[[ Entries provided, beginning ]]

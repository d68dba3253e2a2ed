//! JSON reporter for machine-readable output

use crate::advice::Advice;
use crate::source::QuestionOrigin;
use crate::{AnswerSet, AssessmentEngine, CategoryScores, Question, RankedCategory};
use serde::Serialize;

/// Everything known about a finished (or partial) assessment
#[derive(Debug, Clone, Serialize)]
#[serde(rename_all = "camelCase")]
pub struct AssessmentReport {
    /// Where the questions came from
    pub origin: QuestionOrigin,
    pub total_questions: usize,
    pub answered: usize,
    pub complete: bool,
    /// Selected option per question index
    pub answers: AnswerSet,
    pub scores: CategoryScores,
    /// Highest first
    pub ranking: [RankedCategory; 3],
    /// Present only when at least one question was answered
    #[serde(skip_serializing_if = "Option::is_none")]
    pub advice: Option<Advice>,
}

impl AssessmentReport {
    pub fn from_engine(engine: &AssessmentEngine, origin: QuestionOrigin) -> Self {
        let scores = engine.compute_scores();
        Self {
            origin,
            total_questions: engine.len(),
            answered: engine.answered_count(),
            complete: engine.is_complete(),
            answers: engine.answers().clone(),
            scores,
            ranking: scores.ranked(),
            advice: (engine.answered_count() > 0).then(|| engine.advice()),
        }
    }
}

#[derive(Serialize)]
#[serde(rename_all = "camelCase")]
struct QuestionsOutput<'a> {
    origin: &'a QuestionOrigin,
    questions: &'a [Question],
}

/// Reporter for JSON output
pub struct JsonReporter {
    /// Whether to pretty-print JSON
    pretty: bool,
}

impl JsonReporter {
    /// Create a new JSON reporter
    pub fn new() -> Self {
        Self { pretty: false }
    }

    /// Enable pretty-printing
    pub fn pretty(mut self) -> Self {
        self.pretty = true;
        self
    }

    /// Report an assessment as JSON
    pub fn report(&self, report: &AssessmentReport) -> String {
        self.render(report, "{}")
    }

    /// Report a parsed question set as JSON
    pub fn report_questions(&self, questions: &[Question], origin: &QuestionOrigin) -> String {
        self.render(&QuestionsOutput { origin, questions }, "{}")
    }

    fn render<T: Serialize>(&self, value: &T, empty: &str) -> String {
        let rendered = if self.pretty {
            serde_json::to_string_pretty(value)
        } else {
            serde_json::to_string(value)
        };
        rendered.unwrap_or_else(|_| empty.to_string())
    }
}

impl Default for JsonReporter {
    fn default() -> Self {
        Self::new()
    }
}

[[ Entries provided, end ]]

Please print out every entry again, exactly as it reads.

## Response:
repository d68dba3253e2a2ed
//! JSON reporter for machine-readable output

use crate::advice::Advice;
use crate::source::QuestionOrigin;
use crate::{AnswerSet, AssessmentEngine, CategoryScores, Question, RankedCategory};
use serde::Serialize;

/// Everything known about a finished (or partial) assessment
#[derive(Debug, Clone, Serialize)]
#[serde(rename_all = "camelCase")]
pub struct AssessmentReport {
    /// Where the questions came from
    pub origin: QuestionOrigin,
    pub total_questions: usize,
    pub answered: usize,
    pub complete: bool,
    /// Selected option per question index
    pub answers: AnswerSet,
    pub scores: CategoryScores,
    /// Highest first
    pub ranking: [RankedCategory; 3],
    /// Present only when at least one question was answered
    #[serde(skip_serializing_if = "Option::is_none")]
    pub advice: Option<Advice>,
}

impl AssessmentReport {
    pub fn from_engine(engine: &AssessmentEngine, origin: QuestionOrigin) -> Self {
        let scores = engine.compute_scores();
        Self {
            origin,
            total_questions: engine.len(),
            answered: engine.answered_count(),
            complete: engine.is_complete(),
            answers: engine.answers().clone(),
            scores,
            ranking: scores.ranked(),
            advice: (engine.answered_count() > 0).then(|| engine.advice()),
        }
    }
}

#[derive(Serialize)]
#[serde(rename_all = "camelCase")]
struct QuestionsOutput<'a> {
    origin: &'a QuestionOrigin,
    questions: &'a [Question],
}

/// Reporter for JSON output
pub struct JsonReporter {
    /// Whether to pretty-print JSON
    pretty: bool,
}

impl JsonReporter {
    /// Create a new JSON reporter
    pub fn new() -> Self {
        Self { pretty: false }
    }

    /// Enable pretty-printing
    pub fn pretty(mut self) -> Self {
        self.pretty = true;
        self
    }

    /// Report an assessment as JSON
    pub fn report(&self, report: &AssessmentReport) -> String {
        self.render(report, "{}")
    }

    /// Report a parsed question set as JSON
    pub fn report_questions(&self, questions: &[Question], origin: &QuestionOrigin) -> String {
        self.render(&QuestionsOutput { origin, questions }, "{}")
    }

    fn render<T: Serialize>(&self, value: &T, empty: &str) -> String {
        let rendered = if self.pretty {
            serde_json::to_string_pretty(value)
        } else {
            serde_json::to_string(value)
        };
        rendered.unwrap_or_else(|_| empty.to_string())
    }
}

impl Default for JsonReporter {
    fn default() -> Self {
        Self::new()
    }
}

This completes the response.